Rabbit skeletal alpha alpha-tropomyosin was specifically labeled at Cys-190 with the fluorescent probe N-(iodoacetyl)-N'-(1-naphthyl-5-sulfo)ethylenediamine (1,5-IAE-DANS). The fluorescence decay of the resultant AE-DANS-labeled alpha alpha-tropomyosin (Tm) was monoexponential with a lifetime of 13.55 ns. When acrylamide was used as the quencher, the apparent Stern-Volmer quenching constant Ksv' for Tm was measured to be 5.78 M-1 and the quenching rate constant kq to be 3.20 X 10(8) M-1 s-1. The presence of troponin reduced the magnitude of Ksv' to 4.14 M-1 and induced the appearance of a second decay component. This second component had an amplitude of approximately 20% of the total intensity, a lifetime of approximately 20 ns, and a kq of 4.5 X 10(-7) M-1 s-1. Similarly, the presence of F-actin induced the appearance of a minor longer lived decay component with a decreased kq.

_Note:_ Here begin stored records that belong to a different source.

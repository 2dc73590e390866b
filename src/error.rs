use thiserror::Error;

/// Classified failures that callers are expected to match on.
///
/// Loaders return `anyhow::Result`; these variants are raised through
/// `anyhow::bail!` so the original classification survives `downcast_ref`.
#[derive(Debug, Error, Clone, PartialEq)]
pub enum SceneError {
    #[error("invalid scene config: {0}")]
    InvalidConfig(String),
    #[error("scene construction failed: {0}")]
    Construction(String),
    #[error("carousel has no items")]
    EmptyCarousel,
}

On the basis of the increase in the lifetime and the decrease in kq, the appearance of the long-lived decay component was interpreted to be due to troponin or actin interacting with Tm near the Cys-190 site in both cases. Our results further suggest that the label was capable of equilibrating between an exposed hydrophilic environment on the surface of Tm and a buried hydrophobic environment at the troponin-Tm or actin-Tm interaction interfaces.